# Work instructions
Pull every line that holds the word "only" from the entries.

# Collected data
________________
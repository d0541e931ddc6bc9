//! # provisioning-app
//!
//! Application layer: use-cases and **port definitions** (traits).
//!
//! ## Responsibilities
//! - Define the **port trait** adapters must implement:
//!   - `IncomingPhoneNumberRepository`: CRUD and search over incoming numbers
//! - Define the **use-case** service:
//!   - `IncomingPhoneNumberService`: register, look up, search, update, release
//! - Orchestrate domain objects without knowing *how* persistence works
//!
//! ## Dependency rule
//! Depends on `provisioning-domain` only.
//! Never imports adapter crates. Adapters depend on *this* crate, not the reverse.

pub mod ports;
pub mod services;
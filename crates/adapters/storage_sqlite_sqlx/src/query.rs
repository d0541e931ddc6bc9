//! Fixed query shapes over `incoming_phone_numbers` and the dispatch from a
//! search filter to the shape that serves it.
//!
//! Every shape has a stable identifier (see [`NumberQuery::name`]) that is
//! attached to log events, so a trace shows which variant answered a call.

use regex::Regex;

use provisioning_domain::filter::{IncomingPhoneNumberFilter, SearchFilterMode};
use provisioning_domain::phone_number::IncomingPhoneNumber;

use crate::row::SqliteQuery;

/// Prefix every read with the number columns and the four joined
/// application names.
macro_rules! select_numbers {
    ($($tail:tt)*) => {
        concat!(
            "SELECT n.*, ",
            "va.friendly_name AS voice_application_name, ",
            "sa.friendly_name AS sms_application_name, ",
            "ua.friendly_name AS ussd_application_name, ",
            "ra.friendly_name AS refer_application_name ",
            "FROM incoming_phone_numbers n ",
            "LEFT JOIN applications va ON va.sid = n.voice_application_sid ",
            "LEFT JOIN applications sa ON sa.sid = n.sms_application_sid ",
            "LEFT JOIN applications ua ON ua.sid = n.ussd_application_sid ",
            "LEFT JOIN applications ra ON ra.sid = n.refer_application_sid ",
            $($tail)*
        )
    };
}

/// Account and organization scope shared by every filtered shape; binds
/// `?1` and `?2`.
macro_rules! scope {
    () => {
        "(?1 IS NULL OR n.account_sid = ?1) AND (?2 IS NULL OR n.organization_sid = ?2) "
    };
}

/// Friendly-name substring and exact phone number; binds `?3` and `?4`.
macro_rules! friendly_name_predicate {
    () => {
        concat!(
            scope!(),
            r"AND (?3 IS NULL OR n.friendly_name LIKE '%' || ?3 || '%' ESCAPE '\') ",
            "AND (?4 IS NULL OR n.phone_number = ?4) ",
        )
    };
}

macro_rules! listing_order {
    () => {
        "ORDER BY n.phone_number, n.sid "
    };
}

macro_rules! page {
    () => {
        "LIMIT ?5 OFFSET ?6"
    };
}

const BY_SID: &str = select_numbers!("WHERE n.sid = ?1");

const BY_ACCOUNT: &str = select_numbers!("WHERE n.account_sid = ?1 ", listing_order!());

const REGEX: &str = select_numbers!("WHERE ", scope!(), listing_order!());

const BY_FRIENDLY_NAME: &str = select_numbers!(
    "WHERE ",
    friendly_name_predicate!(),
    listing_order!(),
    page!(),
);

const WILDCARD: &str = select_numbers!(
    "WHERE ",
    scope!(),
    r"AND (?3 IS NULL OR n.friendly_name LIKE ?3 ESCAPE '\') ",
    r"AND (?4 IS NULL OR n.phone_number LIKE ?4 ESCAPE '\') ",
    listing_order!(),
    page!(),
);

const COUNT_BY_FILTER: &str = concat!(
    "SELECT COUNT(*) FROM incoming_phone_numbers n WHERE ",
    friendly_name_predicate!(),
);

/// The fixed set of stored queries.
#[derive(Debug, Clone, Copy, PartialEq, Eq)]
pub enum NumberQuery {
    BySid,
    ByAccount,
    Regex,
    ByFriendlyName,
    Wildcard,
    CountByFilter,
}

impl NumberQuery {
    /// Listing variant for a filter: `Wildcard` mode gets the wildcard shape,
    /// every other mode the friendly-name shape.
    #[must_use]
    pub fn for_filter(filter: &IncomingPhoneNumberFilter) -> Self {
        match filter.mode {
            SearchFilterMode::Wildcard => Self::Wildcard,
            SearchFilterMode::Exact | SearchFilterMode::FriendlyName => Self::ByFriendlyName,
        }
    }

    /// Stable identifier of this query shape.
    #[must_use]
    pub fn name(self) -> &'static str {
        match self {
            Self::BySid => "incoming_phone_numbers.by_sid",
            Self::ByAccount => "incoming_phone_numbers.by_account",
            Self::Regex => "incoming_phone_numbers.regex",
            Self::ByFriendlyName => "incoming_phone_numbers.by_friendly_name",
            Self::Wildcard => "incoming_phone_numbers.wildcard",
            Self::CountByFilter => "incoming_phone_numbers.count_by_filter",
        }
    }

    #[must_use]
    pub fn sql(self) -> &'static str {
        match self {
            Self::BySid => BY_SID,
            Self::ByAccount => BY_ACCOUNT,
            Self::Regex => REGEX,
            Self::ByFriendlyName => BY_FRIENDLY_NAME,
            Self::Wildcard => WILDCARD,
            Self::CountByFilter => COUNT_BY_FILTER,
        }
    }
}

/// Filter fields converted to bind values for a given query shape.
#[derive(Debug, Clone, Default, PartialEq, Eq)]
pub(crate) struct FilterBindings {
    account_sid: Option<String>,
    organization_sid: Option<String>,
    friendly_name: Option<String>,
    phone_number: Option<String>,
    limit: i64,
    offset: i64,
}

impl FilterBindings {
    pub(crate) fn new(query: NumberQuery, filter: &IncomingPhoneNumberFilter) -> Self {
        let (friendly_name, phone_number) = match query {
            NumberQuery::Wildcard => (
                filter.friendly_name.as_deref().map(wildcard_to_like),
                filter.phone_number.as_deref().map(wildcard_to_like),
            ),
            NumberQuery::ByFriendlyName | NumberQuery::CountByFilter => (
                filter.friendly_name.as_deref().map(escape_like),
                filter.phone_number.clone(),
            ),
            NumberQuery::BySid | NumberQuery::ByAccount | NumberQuery::Regex => (None, None),
        };
        Self {
            account_sid: filter.account_sid.as_ref().map(ToString::to_string),
            organization_sid: filter.organization_sid.as_ref().map(ToString::to_string),
            friendly_name,
            phone_number,
            limit: filter.limit.map_or(-1, i64::from),
            offset: i64::from(filter.offset),
        }
    }

    /// Bind the scope only (`?1`, `?2`).
    pub(crate) fn bind_scope<'q>(&'q self, query: SqliteQuery<'q>) -> SqliteQuery<'q> {
        query
            .bind(self.account_sid.as_deref())
            .bind(self.organization_sid.as_deref())
    }

    /// Bind scope and match fields (`?1` to `?4`).
    pub(crate) fn bind_predicate<'q>(&'q self, query: SqliteQuery<'q>) -> SqliteQuery<'q> {
        self.bind_scope(query)
            .bind(self.friendly_name.as_deref())
            .bind(self.phone_number.as_deref())
    }

    /// Bind scope, match fields and pagination (`?1` to `?6`).
    pub(crate) fn bind_page<'q>(&'q self, query: SqliteQuery<'q>) -> SqliteQuery<'q> {
        self.bind_predicate(query).bind(self.limit).bind(self.offset)
    }
}

/// Escape `LIKE` metacharacters so `input` matches only itself.
#[must_use]
pub fn escape_like(input: &str) -> String {
    let mut escaped = String::with_capacity(input.len());
    for c in input.chars() {
        if matches!(c, '\\' | '%' | '_') {
            escaped.push('\\');
        }
        escaped.push(c);
    }
    escaped
}

/// Translate a `*`/`?` wildcard pattern into an escaped `LIKE` pattern.
#[must_use]
pub fn wildcard_to_like(pattern: &str) -> String {
    escape_like(pattern)
        .chars()
        .map(|c| match c {
            '*' => '%',
            '?' => '_',
            other => other,
        })
        .collect()
}

/// Characters that make a stored phone number a regular expression rather
/// than a literal number. A leading `+` is the E.164 prefix, not a
/// quantifier.
const PATTERN_CHARS: &[char] = &['*', '^', '$', '[', '|', '.', '\\', '{', '(', '?'];

/// Whether a stored phone number is meant as a regular expression.
#[must_use]
pub fn is_pattern(phone_number: &str) -> bool {
    let body = phone_number.strip_prefix('+').unwrap_or(phone_number);
    body.contains(PATTERN_CHARS) || body.contains('+')
}

/// Compile a stored pattern anchored at both ends. A leading `+` stays a
/// literal E.164 prefix.
fn compile_pattern(stored: &str) -> Result<Regex, regex::Error> {
    match stored.strip_prefix('+') {
        Some(rest) => Regex::new(&format!(r"^(?:\+{rest})$")),
        None => Regex::new(&format!("^(?:{stored})$")),
    }
}

/// Keep the candidates whose stored phone number is a pattern that, read as
/// a regular expression, fully matches `phone_number`.
///
/// Literal numbers are never kept. Without a phone number to test, every
/// pattern is kept.
pub(crate) fn retain_regex_matches(
    candidates: Vec<IncomingPhoneNumber>,
    phone_number: Option<&str>,
) -> Vec<IncomingPhoneNumber> {
    candidates
        .into_iter()
        .filter(|candidate| is_pattern(&candidate.phone_number))
        .filter(|candidate| {
            let Some(phone_number) = phone_number else {
                return true;
            };
            match compile_pattern(&candidate.phone_number) {
                Ok(pattern) => pattern.is_match(phone_number),
                Err(err) => {
                    tracing::warn!(
                        sid = %candidate.sid,
                        pattern = %candidate.phone_number,
                        error = %err,
                        "skipping stored phone number pattern that does not compile"
                    );
                    false
                }
            }
        })
        .collect()
}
________________
# Output for this task
//! Depends on `provisioning-domain` only.
    /// Bind the scope only (`?1`, `?2`).
/// Escape `LIKE` metacharacters so `input` matches only itself.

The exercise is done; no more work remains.